People who use Scrum in software development environment often adopt one or more of the XP practices to improve the engineering practices of the develpment organization. Scrum calls for an increment of potentially shippable product functionality every iteration. This means a fully cleaned up, refactored, tested, documented ready to go increment. Many organizations are incapable of this. It is easy to bring in XP practices because they are excellent and both Scrum and XP are pretty radically agile.

Project managers using Scrum are called ScrumMasters to differentiate the type of work they do ... they facilitate, manage the process, and optimize the team's productivity. They don't tell the team what to do, nor do they set of pairs of programmers, or parse out user stories. During the iteration, the team is entirely self- organizing ... whether it is doing software development or anything else related to the increment of functionality they are building.

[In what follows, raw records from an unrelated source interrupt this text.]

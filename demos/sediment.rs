//! Runs the three scenario queries on the reference sediment network: a forward prediction, a
//! diagnostic query from an observed effect, and a comparison of sensitive and robust benthic
//! communities under the same exposure.
//!
//! Run with `cargo run --example sediment`.

use sedrisk::model::sediment::{self, *};
use sedrisk::{Evidence, Result, VariableElimination};

fn main() -> Result<()> {
    /////////////////////////////////////////////////////
    // Step 1: Build the reference network
    let model = sediment::build()?;
    let engine = VariableElimination::new(&model);

    /////////////////////////////////////////////////////
    // Step 2: Forward prediction. High contamination, low organic carbon, sensitive community
    let exposure = Evidence::from_labels(&model, vec![
        (CONTAMINANT_CONC, "High"),
        (TOC, "Low"),
        (BENTHIC_COMMUNITY_TYPE, "Sensitive"),
    ])?;

    let posterior = engine.query(&[ECOLOGICAL_EFFECT], &exposure)?;
    println!("P(Ecological_Effect | Contaminant_Conc=High, TOC=Low, Benthic_Community_Type=Sensitive)");
    println!("{}", posterior);

    let (state, p) = posterior.argmax_state()?;
    println!("Predicted effect: {} ({:.4})\n", state, p);

    /////////////////////////////////////////////////////
    // Step 3: Diagnostic query. No effect was observed, how contaminated was the sediment?
    let no_effect = Evidence::from_labels(&model, vec![(ECOLOGICAL_EFFECT, "None")])?;

    let posterior = engine.query(&[CONTAMINANT_CONC], &no_effect)?;
    println!("P(Contaminant_Conc | Ecological_Effect=None)");
    println!("{}", posterior);

    /////////////////////////////////////////////////////
    // Step 4: Sensitivity. The same exposure, robust versus sensitive communities
    for benthic in ["Robust", "Sensitive"].iter() {
        let evidence = Evidence::from_labels(&model, vec![
            (CONTAMINANT_CONC, "High"),
            (TOC, "Low"),
            (BENTHIC_COMMUNITY_TYPE, *benthic),
        ])?;

        let posterior = engine.query(&[ECOLOGICAL_EFFECT], &evidence)?;
        let severe = posterior.probability(&[(ECOLOGICAL_EFFECT, "Severe")])?;
        println!("P(Ecological_Effect=Severe | {} community) = {:.4}", benthic, severe);
    }

    Ok(())
}
//! Definition of the variable module
//!
//! A `Variable` represents a discrete random variable in a Bayesian network: a name and an
//! ordered list of state labels. An `Assignment` maps variables to state indices.

use crate::util::{Result, SedRiskError};

use indexmap::IndexMap;
use itertools::{Either, Itertools};

use std::fmt;

#[derive(Clone, Debug, PartialEq, Eq, Hash)]
pub struct Variable {
    /// The name of the `Variable`, unique within a model
    name: String,

    /// The labels of the states, in declared order
    states: Vec<String>,
}

impl Variable {

    /// Construct a new `Variable`
    ///
    /// # Errors
    /// * `SedRiskError::StructuralMismatch` if the name is empty
    /// * `SedRiskError::InvalidState` if there are no states or a label is repeated
    pub fn new<N, I, S>(name: N, states: I) -> Result<Self>
        where N: Into<String>,
              I: IntoIterator<Item = S>,
              S: Into<String>
    {
        let name = name.into();
        let states: Vec<String> = states.into_iter().map(Into::into).collect();

        if name.is_empty() {
            return Err(SedRiskError::StructuralMismatch(
                String::from("variable names may not be empty")
            ));
        }

        if states.is_empty() {
            return Err(SedRiskError::InvalidState {
                variable: name,
                state: String::from("<none>"),
            });
        }

        if let Some(dup) = states.iter().duplicates().next() {
            return Err(SedRiskError::InvalidState {
                variable: name.clone(),
                state: dup.clone(),
            });
        }

        Ok(Variable { name, states })
    }

    /// Get the name of the `Variable`
    pub fn name(&self) -> &str {
        &self.name
    }

    /// The state labels in declared order
    pub fn states(&self) -> &[String] {
        &self.states
    }

    /// The number of states the `Variable` can take
    pub fn cardinality(&self) -> usize {
        self.states.len()
    }

    /// The label of state `idx`, if it exists
    pub fn state(&self, idx: usize) -> Option<&str> {
        self.states.get(idx).map(String::as_str)
    }

    /// Resolve a state label to its index
    pub fn state_index(&self, label: &str) -> Result<usize> {
        self.states
            .iter()
            .position(|s| s == label)
            .ok_or_else(|| SedRiskError::InvalidState {
                variable: self.name.clone(),
                state: String::from(label),
            })
    }

    /// Check that `idx` is a valid state index
    pub fn check_state(&self, idx: usize) -> Result<()> {
        if idx < self.cardinality() {
            Ok(())
        } else {
            Err(SedRiskError::InvalidState {
                variable: self.name.clone(),
                state: idx.to_string(),
            })
        }
    }
}

impl fmt::Display for Variable {

    fn fmt(&self, f: &mut fmt::Formatter) -> fmt::Result {
        write!(f, "{}", self.name)
    }
}


/// A (partial) assignment of states to `Variable`s, keyed by variable name.
#[derive(Clone, Debug, Default, PartialEq, Eq)]
pub struct Assignment {
    values: IndexMap<String, usize>,
}

impl Assignment {

    pub fn new() -> Self {
        Assignment { values: IndexMap::new() }
    }

    /// Assign state `state` to `var`, replacing any previous assignment
    pub fn set(&mut self, var: &Variable, state: usize) {
        self.values.insert(String::from(var.name()), state);
    }

    pub fn get(&self, var: &Variable) -> Option<usize> {
        self.get_by_name(var.name())
    }

    pub fn get_by_name(&self, name: &str) -> Option<usize> {
        self.values.get(name).copied()
    }

    pub fn len(&self) -> usize {
        self.values.len()
    }

    pub fn is_empty(&self) -> bool {
        self.values.is_empty()
    }

    /// Iterate over `(name, state)` pairs in insertion order
    pub fn iter(&self) -> impl Iterator<Item = (&str, usize)> {
        self.values.iter().map(|(k, &v)| (k.as_str(), v))
    }

    /// Render the assignment using the state labels of `scope`, e.g. `TOC=Low, Grain_Size=Fine`
    pub fn describe(&self, scope: &[Variable]) -> String {
        scope.iter()
             .filter_map(|v| {
                 self.get(v).map(|s| format!("{}={}", v.name(), v.state(s).unwrap_or("?")))
             })
             .join(", ")
    }
}


/// Enumerate every complete `Assignment` to `scope` in row-major order: the last `Variable`
/// varies fastest. An empty scope has exactly one (empty) assignment.
pub fn all_assignments(scope: &[Variable]) -> impl Iterator<Item = Assignment> + '_ {
    let states = if scope.is_empty() {
        Either::Left(std::iter::once(Vec::new()))
    } else {
        Either::Right(scope.iter().map(|v| 0..v.cardinality()).multi_cartesian_product())
    };

    states.map(move |states| {
        let mut assn = Assignment::new();
        for (v, s) in scope.iter().zip(states) {
            assn.set(v, s);
        }
        assn
    })
}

XP seems to focus on team productivity... doing something the right way and as productively as possible. Scrum does this some, but instead focuses more on doing the right thing, getting ROI from building the 20% of the functionality that is necessary to get the value and maybe not building the rest.

We've implemented Scrum without telling the customer, users, or stakeholders. We've done this in one day. We seduce them into iterative, incremental development where they collaborate with us on what to do next. XP seems to require a steeper implementation curve with less acceptance from the users and customers. Scrum can't keep the customers away.

Estimating is a subtle diffrence that points out the XP and Scrum dividing point. XP works hard to estimate very finely defined stories, and to measure and improve these estimates. Scrum keeps the requirements more broad, more in general user terms that are analyzed during the iteration. Estimating isn't as important. The team does what it can, and gets better and better at figuring out how much it can do each iteration as it learns each other, the business domain, and the technology - iteration by iteration. We care more about delivering business value that having defensible estimates, which become meaningless in a collaborative setting.

Scrum also has a formal methodology that lays out how to scale Scrum to any sort of project with any number of people in any number of locations ... all based on the optimized 7 person team. This is an important mangement requirement, but not so important to an engineering discipline like XP.

I feel we are blessed to have such compatible practices and processes to apply to our software engineering projects.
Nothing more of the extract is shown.